# IPOD touch



## Cal (Jun 17, 2008)

My son just got home from college ,,, he has one of these IPOD Touch thingys.

Wonder if anyone is using them for business ? Sit at a Starbucks , wireless connect , do the banking , the schedule , find materials ,etc .

Not bad ( $289 ) for a hand sized computer basically . Thoughts ??

Cal


----------



## Bollinger plumber (Apr 3, 2009)

Cal said:


> My son just got home from college ,,, he has one of these IPOD Touch thingys.
> 
> Wonder if anyone is using them for business ? Sit at a Starbucks , wireless connect , do the banking , the schedule , find materials ,etc .
> 
> ...


Do you mean Iphone? I thought an Ipod was for listening and downloading music off the internet. I may be wrong i can't keep up with all these technical terms and gadgets they come out with anymore. Hell I am just getting over the idea that a cassette is replacing 8 track tapes.


----------



## ILPlumber (Jun 17, 2008)

I bought my wife a 64 gig ipod touch a couple weeks ago. She seems to like it. I'll try to surf my wholesaler website and see how it works out.


----------



## SewerRatz (Apr 25, 2009)

*Blackberry Storm*

I use my blackberry storm all the time to schedule calls look at pdf files and still learning all sorts of things about it.


----------



## bigdaddyrob (May 14, 2009)

Can't say for the Ipod touch. But like Bollinger mentioned. An iphone def does all that. I havn't invested in one yet but it's coming. The amount those things can do is amazing. Besdies surfing the web, checking email, take,send recieve amazing photo & video it's programed with google maps so at any moment just hit the button and it gives you the over head where you are. I think if you use it properly it's gotta pay for it's self quickly.

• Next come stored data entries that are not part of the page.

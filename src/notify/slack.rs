//! Slack sender
//!
//! Posts to an incoming-webhook URL using the plain `text` payload form.

use async_trait::async_trait;
use serde::Deserialize;
use serde_json::json;

use crate::model::{ChannelKind, Heartbeat, Monitor};

use super::{NotifyError, Sender};

#[derive(Debug, Deserialize)]
struct SlackConfig {
    url: String,

    #[serde(default)]
    channel: Option<String>,

    #[serde(default)]
    username: Option<String>,
}

pub struct SlackSender {
    client: reqwest::Client,
}

impl Default for SlackSender {
    fn default() -> Self {
        Self::new()
    }
}

impl SlackSender {
    pub fn new() -> Self {
        Self {
            client: reqwest::Client::new(),
        }
    }

    fn parse(config: &str) -> Result<SlackConfig, NotifyError> {
        let config: SlackConfig =
            serde_json::from_str(config).map_err(|e| NotifyError::Config(e.to_string()))?;
        if config.url.is_empty() {
            return Err(NotifyError::Config("slack webhook url must not be empty".to_string()));
        }
        Ok(config)
    }
}

#[async_trait]
impl Sender for SlackSender {
    fn kind(&self) -> ChannelKind {
        ChannelKind::Slack
    }

    fn validate(&self, config: &str) -> Result<(), NotifyError> {
        Self::parse(config).map(|_| ())
    }

    async fn send(
        &self,
        config: &str,
        message: &str,
        _monitor: &Monitor,
        _heartbeat: &Heartbeat,
    ) -> Result<(), NotifyError> {
        let config = Self::parse(config)?;

        let mut payload = json!({ "text": message });
        if let Some(channel) = &config.channel {
            payload["channel"] = json!(channel);
        }
        if let Some(username) = &config.username {
            payload["username"] = json!(username);
        }

        let response = self
            .client
            .post(&config.url)
            .json(&payload)
            .send()
            .await
            .map_err(|e| NotifyError::Send(e.to_string()))?;

        if !response.status().is_success() {
            return Err(NotifyError::Send(format!(
                "slack returned status {}",
                response.status()
            )));
        }
        Ok(())
    }
}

I don't know if I would use it properly or just to download and store high quality porn... But still worth it in my opinion!


----------



## Bayside500 (May 16, 2009)

i wouldn't be doing on-line banking on free wifi, just sounds too unsecure to me.


----------



## Pipedoc (Jun 14, 2009)

Bollinger plumber said:


> .......... Hell I am just getting over the idea that a cassette is replacing 8 track tapes.


 
What is an 8 track tape?




Just kidding.

I don't know how you guys surf the internet on these little phone screens. I tried using my sister-in-law's phone to read the forum at a birthday party a few weeks back and gave up in like five minutes. Either the view was too small to read or you had to scroll from right to left and up and down too much.

Maybe old age is creeping in on me.


----------



## Optimus Primer (May 20, 2009)

Pipedoc said:


> What is an 8 track tape?
> 
> 
> 
> ...


Turn my phone on its side and the screen get bigger. My only trouble is with pz that it doesnt download all the way. The bar gets right to the end and stops. So I have to stop it myself so I can view it.


----------



## ROCKSTARPLUMBER (Dec 14, 2008)

Blackberry curve, and HP net book. Thats my mobile office.


----------



## Cal (Jun 17, 2008)

Thanks all ! I have the phone i need ( G Zone Boulder ,,, GRENADE PROOF ) so i don't need the phone part . Hell ,,, I don't NEED any part of it ,,, just thought it was cool !

cal


----------



## para1 (Jun 17, 2008)

.................I'm just tired of hearing............." There's an APP for that".:yes:


----------



## 422 plumber (Jul 31, 2008)

Some of our fitters use the Itouch phones and love them. They can walk down a pipe run and get the exact footage. They can lay the phone on a pipe and get the exact degree off plumb or level it is. There are a lot of apps for the phone that fit the pipe trades.


----------